Saudi Arabia is a member of the Asian Football Confederation (AFC), and regularly competes in the AFC Asian Cup. On 19 December 2024, the Saudi Arabia national team announced that it would compete in both the 2025 and 2027 CONCACAF Gold Cups, only eight days after the country was awarded the hosting rights for the 2034 FIFA World Cup. They became the eighth guest country to compete at the CONCACAF Gold Cup, and the third from Asia, after South Korea in 2000 and 2002, and Qatar in 2021 and 2023.

In the 2025 CONCACAF Gold Cup, they were drawn into Group D alongside hosts the United States, Trinidad and Tobago, and Haiti. The team beat Haiti 1–0 in their opening match, thanks to a penalty scored by Saleh Al-Shehri. After that victory, they continued the first round with an 1–0 loss to the United States and a 1–1 draw with Trinidad and Tobago. In the quarter-finals, they were drawn against defending champions Mexico in Arizona, where they lost 2–0, thanks to a goal from Alexis Vega and an own goal by Abdullah Madu.
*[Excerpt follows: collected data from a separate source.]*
//! Request and response shapes of the summary endpoints.
//!
//! Field names follow the frontend's camelCase JSON.

use serde::{Deserialize, Serialize};
use serde_json::Value;

/// A child entry of a folder summary request. Only the name is read.
#[derive(Debug, Clone, Default, PartialEq, Deserialize)]
pub struct ChildItem {
    #[serde(default)]
    pub name: String,
}

/// Body of `POST /api/github/ai-summary`.
#[derive(Debug, Clone, Default, Deserialize)]
#[serde(rename_all = "camelCase")]
pub struct SummaryRequest {
    /// `file` or `folder`.
    #[serde(rename = "type", default)]
    pub kind: Option<String>,
    #[serde(default)]
    pub path: Option<String>,
    #[serde(default)]
    pub content: Option<String>,
    #[serde(default)]
    pub repo_name: Option<String>,
    #[serde(default)]
    pub children: Option<Vec<ChildItem>>,
}

impl SummaryRequest {
    /// Last `/` segment of the path.
    pub fn item_name(&self) -> &str {
        let path = self.path.as_deref().unwrap_or_default();
        path.rsplit('/').next().unwrap_or(path)
    }
}

/// Body of `POST /api/github/analyze-issue`.
///
/// `issueNumber` is accepted as a JSON number or string.
#[derive(Debug, Clone, Default, Deserialize)]
#[serde(rename_all = "camelCase")]
pub struct IssueRequest {
    #[serde(default)]
    pub issue_number: Option<Value>,
    #[serde(default)]
    pub repo_full_name: Option<String>,
    #[serde(default)]
    pub issue_title: Option<String>,
    #[serde(default)]
    pub issue_body: Option<String>,
}

/// Renders a JSON scalar as it would appear in text; `None` for null,
/// empty strings, `false` and `0`.
pub fn scalar_text(value: Option<&Value>) -> Option<String> {
    match value? {
        Value::String(s) if !s.trim().is_empty() => Some(s.trim().to_string()),
        Value::Number(n) if n.as_f64() != Some(0.0) => Some(n.to_string()),
        _ => None,
    }
}

/// Issue solution guide returned to the frontend.
#[derive(Debug, Clone, PartialEq, Serialize)]
#[serde(rename_all = "camelCase")]
pub struct IssueAnalysis {
    pub issue_summary: String,
    pub affected_files: Vec<String>,
    pub solution_steps: Vec<String>,
    pub code_changes: String,
    pub suggested_comment: String,
    pub branch_name: String,
    pub difficulty: String,
    pub estimated_time: String,
    pub git_commands: Vec<String>,
    pub commit_message: String,
}

/// The same fields as parsed from a model answer; any may be missing.
#[derive(Debug, Clone, Default, Deserialize)]
#[serde(rename_all = "camelCase")]
pub(crate) struct PartialIssueAnalysis {
    pub issue_summary: Option<String>,
    pub affected_files: Option<Vec<String>>,
    pub solution_steps: Option<Vec<String>>,
    pub code_changes: Option<String>,
    pub suggested_comment: Option<String>,
    pub branch_name: Option<String>,
    pub difficulty: Option<String>,
    pub estimated_time: Option<String>,
    pub git_commands: Option<Vec<String>>,
    pub commit_message: Option<String>,
}

/// Extension frequency entry of a [`RepoStructure`].
#[derive(Debug, Clone, PartialEq, Eq, Serialize)]
pub struct FileTypeCount {
    pub extension: String,
    pub count: usize,
}

#[derive(Debug, Clone, Copy, PartialEq, Eq, Serialize)]
#[serde(rename_all = "lowercase")]
pub enum Complexity {
    Low,
    Medium,
    High,
}

impl Complexity {
    /// `high` above 100 files, `medium` above 50.
    pub fn from_file_count(files: usize) -> Self {
        if files > 100 {
            Complexity::High
        } else if files > 50 {
            Complexity::Medium
        } else {
            Complexity::Low
        }
    }
}

/// Shape statistics of a repository tree.
#[derive(Debug, Clone, PartialEq, Serialize)]
#[serde(rename_all = "camelCase")]
pub struct RepoStructure {
    pub total_files: usize,
    pub total_folders: usize,
    /// Up to 10 extensions, most frequent first.
    pub file_types: Vec<FileTypeCount>,
    /// Top-level folders, sorted by name.
    pub main_folders: Vec<String>,
    pub complexity: Complexity,
}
The 2027 CONCACAF Gold Cup, it is unclear whether they will compete due to the 2026 Iran war.

==Overview==

CONCACAF Gold Cup record
| Year | Round | Pos. | Pld | W | D | L | GF | GA |
| 2025 | Quarter-finals | 8th | 4 | 1 | 1 | 2 | 2 | 4 |
| 2027 | Invited |  |  |  |  |  |  |  |
| Total | Quarter-finals | 2/29 | 4 | 1 | 1 | 2 | 2 | 4 |

==2025 CONCACAF Gold Cup==
===Squad===

Saudi Arabia's 60-man provisional squad list was announced by CONCACAF on May 19, 2025, with the final 25-man squad being announced on June 5, 2025, 10 days before their opening match.

===Group stage===

| Pos | Teamv; t; e; | Pld | W | D | L | GF | GA | GD | Pts | Qualification |
| 1 | United States (H) | 3 | 3 | 0 | 0 | 8 | 1 | +7 | 9 | Advance to knockout stage |
| 2 | Saudi Arabia | 3 | 1 | 1 | 1 | 2 | 2 | 0 | 4 |
| 3 | Trinidad and Tobago | 3 | 0 | 2 | 1 | 2 | 7 | −5 | 2 |  |
| 4 | Haiti | 3 | 0 | 1 | 2 | 2 | 4 | −2 | 1 |

==Overall head-to-head record ==

| Opponent | Pld | W | D | L | GF | GA | GD | Win % |
|---|---|---|---|---|---|---|---|---|
| Haiti | 1 | 1 | 0 | 0 | 1 | 0 | +1 | 100.00 |
| Mexico | 1 | 0 | 0 | 1 | 0 | 2 | −2 | 000.00 |
| Trinidad and Tobago | 1 | 0 | 1 | 0 | 1 | 1 | +0 | 000.00 |
| United States | 1 | 0 | 0 | 1 | 0 | 1 | −1 | 000.00 |
| Total | 4 | 1 | 1 | 2 | 2 | 4 | −2 | 025.00 |

Source

==Controversy==
The decision to announce Saudi Arabia as guests for 2025 and 2027 came four months after CONCACAF announced an investment deal with the Public Investment Fund (PIF), Saudi Arabia's sovereign wealth fund. The Human Rights Watch—citing the country's murder of journalists and the repression of both women's rights and human rights activists—described the deal as sportswashing. Though CONCACAF frequently invited guest countries in the late 1990s and early 2000s, Qatar's invitation to compete in 2021, before its 2022 FIFA World Cup, was the first in 16 years. In addition to the investments of the PIF, Saudi Arabia's invitation coincided with Saudi Aramco becoming the tournament's primary energy sponsor.